In the domain of EO, object detection approaches are typically applied on aerial images, which can be challenging due to the significant variation in scale and viewpoint across the diverse set of object categories [53]. Most studies involving aerial images use region proposal-based methods to detect multi-class objects. To support these tasks, AiTLAS implements several state-of-the-art architectures such as the improved Faster R-CNN model with a ResNet-50-FPN backbone [84,112] and RetinaNet with ResNet-50-FPN backbone [83].

Finally, AiTLAS also provides approaches for addressing tasks of crop type prediction. This refers to a multi-dimensional time series classification task where the input is multi-spectral temporal data and the output is a discrete variable specifying the crop type; while these tasks have traditionally been tackled using standard machine-learning approaches (such as Random Forest [113]), more recent deep-learning approaches have shown better results [64]. These include approaches that build on convolutional, recurrence, and self-attention-based architectures.

The convolution-based models use a one-dimensional convolutional layer to extract features from a temporal local neighborhood by convolving the input time series with a filter bank learned by gradient descent. To this end, AiTLAS provides implementations of several such architectures that have been successfully used for crop type prediction and land cover mapping [91,114], including Temporal Convolutional Neural Network (TempCNN) [91] (TempCNN), Multi-Scale 1D Residual Network (MSResNet) [88], InceptionTime [85], and Omniscale Convolutional Neural Network (OmniscaleCNN) [89]. Recurrent Neural Network (RNN) models process a series of observations sequentially while maintaining a feature representation from the previous context. AiTLAS provides implementations for Long Short-Term Memory (LSTM) [115] models, which have been successfully used in remote sensing applications, especially for land cover mapping [116,117]. Finally, AiTLAS includes recent state-of-the-art attention-based transformer architectures based on [92], which can learn and use the most relevant parts of the input sequence via stacked self-attention layers for sequence-to-label classification.

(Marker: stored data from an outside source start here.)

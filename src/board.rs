use std::fmt;
use std::str::FromStr;

use crate::movegen::{Move, MoveParseError};

#[derive(Debug, Clone, Copy, PartialEq, Eq, Hash)]
pub enum Color {
    Black = 0,
    White = 1,
}

impl Color {
    pub fn opposite(&self) -> Color {
        match self {
            Color::White => Color::Black,
            Color::Black => Color::White,
        }
    }

    /// Rank direction this colour's pawns advance in.
    pub fn forward(&self) -> i8 {
        match self {
            Color::White => 1,
            Color::Black => -1,
        }
    }
}

#[derive(Debug, Clone, Copy, PartialEq, Eq, PartialOrd, Ord, Hash)]
pub enum PieceKind {
    Pawn = 1,
    Rook = 2,
    Knight = 3,
    Bishop = 4,
    Queen = 5,
    King = 6,
}

impl PieceKind {
    pub fn from_char(c: char) -> Option<PieceKind> {
        match c.to_ascii_lowercase() {
            'p' => Some(PieceKind::Pawn),
            'r' => Some(PieceKind::Rook),
            'n' => Some(PieceKind::Knight),
            'b' => Some(PieceKind::Bishop),
            'q' => Some(PieceKind::Queen),
            'k' => Some(PieceKind::King),
            _ => None,
        }
    }

    pub fn to_char(&self) -> char {
        match self {
            PieceKind::Pawn => 'p',
            PieceKind::Rook => 'r',
            PieceKind::Knight => 'n',
            PieceKind::Bishop => 'b',
            PieceKind::Queen => 'q',
            PieceKind::King => 'k',
        }
    }
}

/// A coloured piece packed into one byte: bit 0 is the colour and bits 1-3 the
/// kind. The all-zero value is the empty square.
#[derive(Debug, Clone, Copy, PartialEq, Eq, Hash, Default)]
pub struct Piece(u8);

impl Piece {
    pub const EMPTY: Piece = Piece(0);

    pub const fn new(color: Color, kind: PieceKind) -> Self {
        Piece(color as u8 | (kind as u8) << 1)
    }

    pub fn is_empty(&self) -> bool {
        self.0 == 0
    }

    pub fn color(&self) -> Option<Color> {
        match (self.is_empty(), self.0 & 1) {
            (true, _) => None,
            (false, 1) => Some(Color::White),
            (false, _) => Some(Color::Black),
        }
    }

    pub fn kind(&self) -> Option<PieceKind> {
        match self.0 >> 1 {
            1 => Some(PieceKind::Pawn),
            2 => Some(PieceKind::Rook),
            3 => Some(PieceKind::Knight),
            4 => Some(PieceKind::Bishop),
            5 => Some(PieceKind::Queen),
            6 => Some(PieceKind::King),
            _ => None,
        }
    }

    pub fn is(&self, color: Color, kind: PieceKind) -> bool {
        *self == Piece::new(color, kind)
    }

    pub fn is_kind(&self, kind: PieceKind) -> bool {
        self.kind() == Some(kind)
    }

    /// Upper case for white, lower case for black, '.' for empty.
    pub fn to_char(&self) -> char {
        match (self.color(), self.kind()) {
            (Some(Color::White), Some(kind)) => kind.to_char().to_ascii_uppercase(),
            (Some(Color::Black), Some(kind)) => kind.to_char(),
            _ => '.',
        }
    }

    pub fn from_char(c: char) -> Option<Piece> {
        let kind = PieceKind::from_char(c)?;
        let color = if c.is_ascii_uppercase() {
            Color::White
        } else {
            Color::Black
        };
        Some(Piece::new(color, kind))
    }
}

/// A square index in `0..64`; a1 is 0 and h8 is 63.
#[derive(Debug, Clone, Copy, PartialEq, Eq, PartialOrd, Ord, Hash)]
pub struct Square(u8);

macro_rules! squares {
    ($($name:ident = $index:expr),* $(,)?) => {
        impl Square {
            $(pub const $name: Square = Square($index);)*
        }
    };
}

squares! {
    A1 = 0, B1 = 1, C1 = 2, D1 = 3, E1 = 4, F1 = 5, G1 = 6, H1 = 7,
    A2 = 8, B2 = 9, C2 = 10, D2 = 11, E2 = 12, F2 = 13, G2 = 14, H2 = 15,
    A3 = 16, B3 = 17, C3 = 18, D3 = 19, E3 = 20, F3 = 21, G3 = 22, H3 = 23,
    A4 = 24, B4 = 25, C4 = 26, D4 = 27, E4 = 28, F4 = 29, G4 = 30, H4 = 31,
    A5 = 32, B5 = 33, C5 = 34, D5 = 35, E5 = 36, F5 = 37, G5 = 38, H5 = 39,
    A6 = 40, B6 = 41, C6 = 42, D6 = 43, E6 = 44, F6 = 45, G6 = 46, H6 = 47,
    A7 = 48, B7 = 49, C7 = 50, D7 = 51, E7 = 52, F7 = 53, G7 = 54, H7 = 55,
    A8 = 56, B8 = 57, C8 = 58, D8 = 59, E8 = 60, F8 = 61, G8 = 62, H8 = 63,
}

impl Square {
    /// Caller guarantees `file` and `rank` are both in `0..8`.
    pub const fn new(file: u8, rank: u8) -> Self {
        Square(rank * 8 + file)
    }

    /// Bounds-checked constructor for signed grid coordinates.
    pub fn try_new(file: i8, rank: i8) -> Option<Self> {
        if (0..8).contains(&file) && (0..8).contains(&rank) {
            Some(Square::new(file as u8, rank as u8))
        } else {
            None
        }
    }

    pub fn index(&self) -> usize {
        self.0 as usize
    }

    pub fn rank(&self) -> u8 {
        self.0 / 8
    }

    pub fn file(&self) -> u8 {
        self.0 % 8
    }

    /// The square `delta` ranks away; the caller keeps it on the board.
    pub fn offset_rank(&self, delta: i8) -> Square {
        let index = self.0 as i16 + delta as i16 * 8;
        debug_assert!((0..64).contains(&index), "{} moved {} ranks off the board", self, delta);
        Square(index as u8)
    }

    /// The square `delta` files away; the caller keeps it on the board.
    pub fn offset_file(&self, delta: i8) -> Square {
        let file = self.file() as i8 + delta;
        debug_assert!((0..8).contains(&file), "{} moved {} files off the board", self, delta);
        Square((self.0 as i8 + delta) as u8)
    }

    pub fn offset(&self, file_delta: i8, rank_delta: i8) -> Option<Square> {
        Square::try_new(self.file() as i8 + file_delta, self.rank() as i8 + rank_delta)
    }

    pub fn rank_distance(&self, other: Square) -> u8 {
        self.rank().abs_diff(other.rank())
    }

    pub fn file_distance(&self, other: Square) -> u8 {
        self.file().abs_diff(other.file())
    }

    pub fn signed_rank_distance(&self, to: Square) -> i8 {
        to.rank() as i8 - self.rank() as i8
    }

    pub fn all() -> impl Iterator<Item = Square> {
        (0..64).map(Square)
    }
}

impl fmt::Display for Square {
    fn fmt(&self, f: &mut fmt::Formatter) -> fmt::Result {
        write!(f, "{}{}", (b'a' + self.file()) as char, (b'1' + self.rank()) as char)
    }
}

impl FromStr for Square {
    type Err = MoveParseError;

    fn from_str(s: &str) -> Result<Self, Self::Err> {
        let bytes = s.as_bytes();
        if bytes.len() != 2 {
            return Err(MoveParseError::InvalidSquare(s.to_string()));
        }
        match (bytes[0], bytes[1]) {
            (file @ b'a'..=b'h', rank @ b'1'..=b'8') => Ok(Square::new(file - b'a', rank - b'1')),
            _ => Err(MoveParseError::InvalidSquare(s.to_string())),
        }
    }
}

/// Four castling rights, cleared one way only over the course of a game.
#[derive(Debug, Clone, Copy, PartialEq, Eq, Hash)]
pub struct CastlingRights(u8);

impl CastlingRights {
    pub const NONE: CastlingRights = CastlingRights(0);
    pub const WHITE_SHORT: CastlingRights = CastlingRights(0b0001);
    pub const WHITE_LONG: CastlingRights = CastlingRights(0b0010);
    pub const BLACK_SHORT: CastlingRights = CastlingRights(0b0100);
    pub const BLACK_LONG: CastlingRights = CastlingRights(0b1000);
    pub const ALL: CastlingRights = CastlingRights(0b1111);

    pub fn contains(&self, other: CastlingRights) -> bool {
        self.0 & other.0 == other.0
    }

    pub fn remove(&mut self, other: CastlingRights) {
        self.0 &= !other.0;
    }

    pub fn union(self, other: CastlingRights) -> CastlingRights {
        CastlingRights(self.0 | other.0)
    }

    /// Rights lost when a piece leaves or is captured on `square`.
    fn lost_at(square: Square) -> CastlingRights {
        match square {
            Square::E1 => CastlingRights::WHITE_SHORT.union(CastlingRights::WHITE_LONG),
            Square::H1 => CastlingRights::WHITE_SHORT,
            Square::A1 => CastlingRights::WHITE_LONG,
            Square::E8 => CastlingRights::BLACK_SHORT.union(CastlingRights::BLACK_LONG),
            Square::H8 => CastlingRights::BLACK_SHORT,
            Square::A8 => CastlingRights::BLACK_LONG,
            _ => CastlingRights::NONE,
        }
    }
}

impl Default for CastlingRights {
    fn default() -> Self {
        CastlingRights::ALL
    }
}

/// Where the king and rook travel for each castling move.
pub struct Castle {
    pub color: Color,
    pub right: CastlingRights,
    pub king_from: Square,
    pub king_to: Square,
    pub rook_from: Square,
    pub rook_to: Square,
}

pub const CASTLES: [Castle; 4] = [
    Castle {
        color: Color::White,
        right: CastlingRights::WHITE_SHORT,
        king_from: Square::E1,
        king_to: Square::G1,
        rook_from: Square::H1,
        rook_to: Square::F1,
    },
    Castle {
        color: Color::White,
        right: CastlingRights::WHITE_LONG,
        king_from: Square::E1,
        king_to: Square::C1,
        rook_from: Square::A1,
        rook_to: Square::D1,
    },
    Castle {
        color: Color::Black,
        right: CastlingRights::BLACK_SHORT,
        king_from: Square::E8,
        king_to: Square::G8,
        rook_from: Square::H8,
        rook_to: Square::F8,
    },
    Castle {
        color: Color::Black,
        right: CastlingRights::BLACK_LONG,
        king_from: Square::E8,
        king_to: Square::C8,
        rook_from: Square::A8,
        rook_to: Square::D8,
    },
];

#[derive(Debug, Clone, Copy, PartialEq, Eq, Hash)]
pub struct Board {
    pub active: Color,
    pub castling: CastlingRights,
    pub en_passant: Option<Square>,
    pub squares: [Piece; 64],
}

const BACK_RANK: [PieceKind; 8] = [
    PieceKind::Rook,
    PieceKind::Knight,
    PieceKind::Bishop,
    PieceKind::Queen,
    PieceKind::King,
    PieceKind::Bishop,
    PieceKind::Knight,
    PieceKind::Rook,
];

impl Board {
    pub fn new(
        active: Color,
        squares: [Piece; 64],
        castling: CastlingRights,
        en_passant: Option<Square>,
    ) -> Self {
        Self {
            active,
            castling,
            en_passant,
            squares,
        }
    }

    /// The standard starting position.
    pub fn initial() -> Self {
        let mut squares = [Piece::EMPTY; 64];
        for (file, &kind) in BACK_RANK.iter().enumerate() {
            let file = file as u8;
            squares[Square::new(file, 0).index()] = Piece::new(Color::White, kind);
            squares[Square::new(file, 1).index()] = Piece::new(Color::White, PieceKind::Pawn);
            squares[Square::new(file, 6).index()] = Piece::new(Color::Black, PieceKind::Pawn);
            squares[Square::new(file, 7).index()] = Piece::new(Color::Black, kind);
        }
        Board::new(Color::White, squares, CastlingRights::ALL, None)
    }

    /// Replays whitespace separated coordinate moves such as `"e2e4 c7c5 a7a8q"`
    /// from the starting position. Moves are not checked for legality.
    pub fn from_move_list(text: &str) -> Result<Self, MoveParseError> {
        let mut board = Board::initial();
        for token in text.split_whitespace() {
            board.apply_move_mut(token.parse()?);
        }
        Ok(board)
    }

    pub fn piece_at(&self, square: Square) -> Piece {
        self.squares[square.index()]
    }

    fn set(&mut self, square: Square, piece: Piece) {
        self.squares[square.index()] = piece;
    }

    pub fn find_king(&self, color: Color) -> Option<Square> {
        Square::all().find(|&square| self.piece_at(square).is(color, PieceKind::King))
    }

    /// Whether playing `mv` takes a piece, en passant included.
    pub fn is_capture(&self, mv: &Move) -> bool {
        let target = self.piece_at(mv.to);
        match target.color() {
            Some(color) => color != self.active,
            None => Some(mv.to) == self.en_passant && self.piece_at(mv.from).is_kind(PieceKind::Pawn),
        }
    }

    /// Returns a copy of the board with `mv` played.
    pub fn apply(mut self, mv: Move) -> Board {
        self.apply_move_mut(mv);
        self
    }

    fn apply_move_mut(&mut self, mv: Move) {
        self.apply_move(mv.from, mv.to, mv.promotion);
    }

    /// Plays a move in place. The board trusts its input: `from` must hold a
    /// piece of the side to move and the move must be legal.
    pub fn apply_move(&mut self, from: Square, to: Square, promotion: Option<PieceKind>) {
        self.castling.remove(CastlingRights::lost_at(from));
        self.castling.remove(CastlingRights::lost_at(to));

        let moving = self.piece_at(from);
        let castle = CASTLES
            .iter()
            .find(|castle| castle.king_from == from && castle.king_to == to);

        match castle {
            Some(castle) if moving.is_kind(PieceKind::King) => {
                let rook = self.piece_at(castle.rook_from);
                self.set(castle.king_from, Piece::EMPTY);
                self.set(castle.rook_from, Piece::EMPTY);
                self.set(castle.king_to, moving);
                self.set(castle.rook_to, rook);
            }
            _ => {
                let is_pawn = moving.is_kind(PieceKind::Pawn);
                if is_pawn && Some(to) == self.en_passant {
                    let captured = to.offset_rank(-self.active.forward());
                    self.set(captured, Piece::EMPTY);
                }

                let placed = match promotion {
                    Some(kind) => Piece::new(self.active, kind),
                    None => moving,
                };
                self.set(to, placed);
                self.set(from, Piece::EMPTY);
            }
        }

        self.en_passant = if moving.is_kind(PieceKind::Pawn) && from.rank_distance(to) == 2 {
            Some(from.offset_rank(self.active.forward()))
        } else {
            None
        };

        self.active = self.active.opposite();
    }
}

impl Default for Board {
    fn default() -> Self {
        Board::initial()
    }
}

impl fmt::Display for Board {
    fn fmt(&self, f: &mut fmt::Formatter) -> fmt::Result {
        for rank in (0..8).rev() {
            let row: Vec<String> = (0..8)
                .map(|file| self.piece_at(Square::new(file, rank)).to_char().to_string())
                .collect();
            writeln!(f, "{}", row.join(" "))?;
        }
        Ok(())
    }
}

/// Builds a board from eight rows listed from rank 1 up to rank 8, one
/// character per file (`'.'` for empty). Used to set up test positions.
#[cfg(test)]
pub(crate) fn board_from_layout(
    active: Color,
    rows: [&str; 8],
    castling: CastlingRights,
    en_passant: Option<Square>,
) -> Board {
    let mut squares = [Piece::EMPTY; 64];
    for (rank, row) in rows.iter().enumerate() {
        for (file, c) in row.chars().filter(|c| !c.is_whitespace()).enumerate() {
            squares[Square::new(file as u8, rank as u8).index()] =
                Piece::from_char(c).unwrap_or(Piece::EMPTY);
        }
    }
    Board::new(active, squares, castling, en_passant)
}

3. Results and Discussion: Demonstrating the Potential of AiTLAS

In this section, we showcase the potential of the AiTLAS toolbox through a series of more detailed examples of its various functionalities and capabilities. We present five use cases that demonstrate the basic principles behind the toolbox, its modularity, and its flexibility. For each of the types of EO tasks that we highlighted earlier, we discuss every segment of the analysis pipeline. We start by loading a new dataset and performing exploratory data analysis, inspection, and pre-processing. Next, we demonstrate the use of a machine-learning model (provided in AiTLAS) for a given dataset as well as the evaluation of the model performance (through different evaluation measures, confusion matrices, and visualizations). Moreover, we show how users can utilize previously trained models for making predictions on unseen images and quantitatively and qualitatively analyze the obtained results. Finally, we provide recipes for including new machine-learning architectures into the AiTLAS toolbox.

3.1. Image Classification

We start with a showcase of image scene classification. Note that the presented examples (and the obtained results) can be easily reproduced via a Jupyter notebook presented and further discussed in Appendix C. Moreover, an extensive analysis, performed using AiTLAS, of more than 500 DL models across a variety of multi-class and multi-label image classification tasks is presented in [3].

3.1.1. Data Understanding and Preparation

Currently, the aitlas.datasets module includes 22 ready-to-use datasets for EO image scene classification. To use these datasets, one needs to set the location of the images and a csv file with the labels for each image. The loaded images can then be transformed (i.e., via data augmentation), inspected, and visualized (including summaries over the complete dataset). In the following, we show the process of adding a new dataset and illustrate the capabilities for exploratory analysis.

For this purpose, we use the CLRS dataset [42] as a running example without loss of generality of the aitlas.datasets module. The CLRS dataset (available at https://github.com/lehaifeng/CLRS (accessed on 8 March 2023)) is designed for the task named continual/lifelong learning for EO image scene classification [42]. It comprises 15,000 remote sensing images covering over 100 countries divided into 25 scene classes. Each class is associated with 600 images with a size of 256 × 256 pixels and spatial resolution in the range of 0.26 m to 8.85 m.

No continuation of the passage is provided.